Knowing Sami's background, it seems obvious she would build a business imbued with environmental values. She's been experimenting with upcycling garments since she was a kid, growing up in progressive and idealistic San Francisco where an individual's connection to, and impact on, the earth was hard to ignore. But when she launched SMV, the intersection of fashion and sustainability wasn't exactly a mainstream topic. So, again, she found herself needing to think beyond the normal ways of doing things.
From the outset, SMV has avoided contributing to the fashion industry's massive issues around textile waste and pollution by establishing its own supply chains for vintage, deadstock, eco-friendly and ethical materials. Its dying process uses minimal water and non-toxic products. Sami also makes sure she offers the people making her clothes at every level of the supply chain the same amount [of due] respect. All production is carried out locally by family owned businesses who are treated and paid well. Incredibly, in a world of mass, globalised production, the entire SMV supply chain exists within a 15-mile radius of the brand’s LA office.
Beyond the impact her manufacturing choices can have on the planet, Sami is aware of another valuable resource at her fingertips – attention. In particular how the love for her work can be channelled into new forms of communication, education and even activism.
Documented By: Sami Miró
Fans of SMV are drawn to the brand for its values – and because the clothes are great. Which is important to Sami because it means that everyone who interacts with her brand walks away with its message and a greater understanding of fashion's role in climate change. “Sometimes I’ll post something on my Instagram that has to do with eco consciousness and fashion. And people are like, ‘Oh, my gosh, I didn't know that fast fashion was bad. [That] it's ruining our planet. I didn't know.’”
A lifetime away from the gifted teenager who was told she'd never amount to anything, this perpetual outsider now finds herself in an interesting space, at the centre of everything. As a celebrated cult designer with innovative and inspiring production processes, brands, celebrities and tastemakers are desperate to step into her world.
But it's here – with a reach that is continuing to grow and widen – that Sami comes to the impasse that so many idealistic creatives face. “How can we continue to do what we do when we scale? What does that look like? And how do we continue to instil the ethos of the brand that I started with when I was able to survive just creating one off one's? That's the point we're at now because we have a lot higher demand.”
Sami's simple solution is control. Not just taking it, but maintaining it. “I'm 100 per cent the owner [of SMV]. I have no investors.

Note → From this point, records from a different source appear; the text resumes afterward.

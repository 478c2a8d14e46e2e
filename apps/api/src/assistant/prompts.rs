/// System prompt for the one-shot career assistant. Free-form text, no
/// JSON contract — the answer is stored and shown verbatim.
pub const QUICK_SYSTEM: &str = "You are a concise, practical career assistant. \
    Answer questions about learning paths, skills and job preparation in a \
    few short paragraphs.";
use axum::Json;
use serde_json::{json, Value};

pub async fn health_handler() -> Json<Value> {
    Json(json!({
        "status": "ok",
        "version": env!("CARGO_PKG_VERSION")
    }))
}
pub mod generator;
pub mod handlers;
pub mod ingest;
pub mod model;
pub mod progress;
pub mod prompts;
pub mod update;
pub mod calculations;
pub mod models;

pub use calculations::income_tax::{TaxError, compute_tax};
pub use models::*;
use serde::{Deserialize, Serialize};

/// One marginal tier of a bracket schedule.
///
/// `rate` applies only to the slice of taxable income above `over`, up to the
/// next tier's `over` (or without limit for the last tier). Field names match
/// the serialized schema shape.
#[derive(Debug, Clone, Copy, PartialEq, Serialize, Deserialize)]
pub struct TaxBracket {
    /// Marginal rate as a fraction, e.g. 0.0625 for 6.25%.
    pub rate: f64,
    /// Taxable income level at which this rate begins applying.
    pub over: f64,
}
use std::fmt;

use serde::{Deserialize, Serialize};

use crate::calculations::common::round_half_up;

/// Output of a tax computation.
///
/// Both fields are unrounded so results stay composable; rounding to cents
/// happens only at the presentation boundary via [`TaxResult::tax_owed_rounded`],
/// [`TaxResult::effective_rate_rounded`], or the `Display` impl.
#[derive(Debug, Clone, Copy, PartialEq, Serialize, Deserialize)]
pub struct TaxResult {
    /// Total tax owed in the jurisdiction's currency unit.
    pub tax_owed: f64,
    /// Tax owed divided by gross income, as a percentage. 0 for a
    /// zero-income filer.
    pub effective_rate_percent: f64,
}

impl TaxResult {
    pub fn tax_owed_rounded(&self) -> f64 {
        round_half_up(self.tax_owed)
    }

    pub fn effective_rate_rounded(&self) -> f64 {
        round_half_up(self.effective_rate_percent)
    }
}

impl fmt::Display for TaxResult {
    fn fmt(&self, f: &mut fmt::Formatter<'_>) -> fmt::Result {
        write!(
            f,
            "Estimated Tax: ${:.2}\nEffective Rate: {:.2}%",
            self.tax_owed_rounded(),
            self.effective_rate_rounded()
        )
    }
}

#[cfg(test)]
mod tests {
    use pretty_assertions::assert_eq;

    use super::*;

    #[test]
    fn display_rounds_to_two_decimal_places() {
        let result = TaxResult {
            tax_owed: 1700.0041,
            effective_rate_percent: 8.504999,
        };

        assert_eq!(
            result.to_string(),
            "Estimated Tax: $1700.00\nEffective Rate: 8.50%"
        );
    }

    #[test]
    fn rounded_accessors_round_to_nearest_cent() {
        let result = TaxResult {
            tax_owed: 1700.006,
            effective_rate_percent: 8.516,
        };

        assert_eq!(result.tax_owed_rounded(), 1700.01);
        assert_eq!(result.effective_rate_rounded(), 8.52);
    }
}
//! Shared helpers for tax calculations.

/// Rounds a value to exactly two decimal places, with ties rounding away
/// from zero.
///
/// This is a presentation-boundary helper: the engine itself returns
/// unrounded values so results stay composable without accumulated rounding
/// error.
///
/// # Examples
///
/// ```
/// use statetax_core::calculations::common::round_half_up;
///
/// assert_eq!(round_half_up(123.454), 123.45);
/// assert_eq!(round_half_up(123.456), 123.46);
/// assert_eq!(round_half_up(-123.456), -123.46);
/// ```
pub fn round_half_up(value: f64) -> f64 {
    (value * 100.0).round() / 100.0
}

It’s on me. I don't have anybody saying, ‘Hey, buy this fabric that isn't sustainable but is 80 percent cheaper than the eco fabric’.
That approach and resolve is working. Though, despite the individuals, publications and companies pushing to collaborate, Sami's not rushing to join the pack. “The number of jobs I decline are much higher than the jobs that I take. That’s really important to me … it's about discerning who is authentic and who isn't. Who is making strides [to be better] and who is not. And who is using me as a sprinkle of greenwashing.”
After all, if life has taught her anything, it’s that it pays to be an outsider.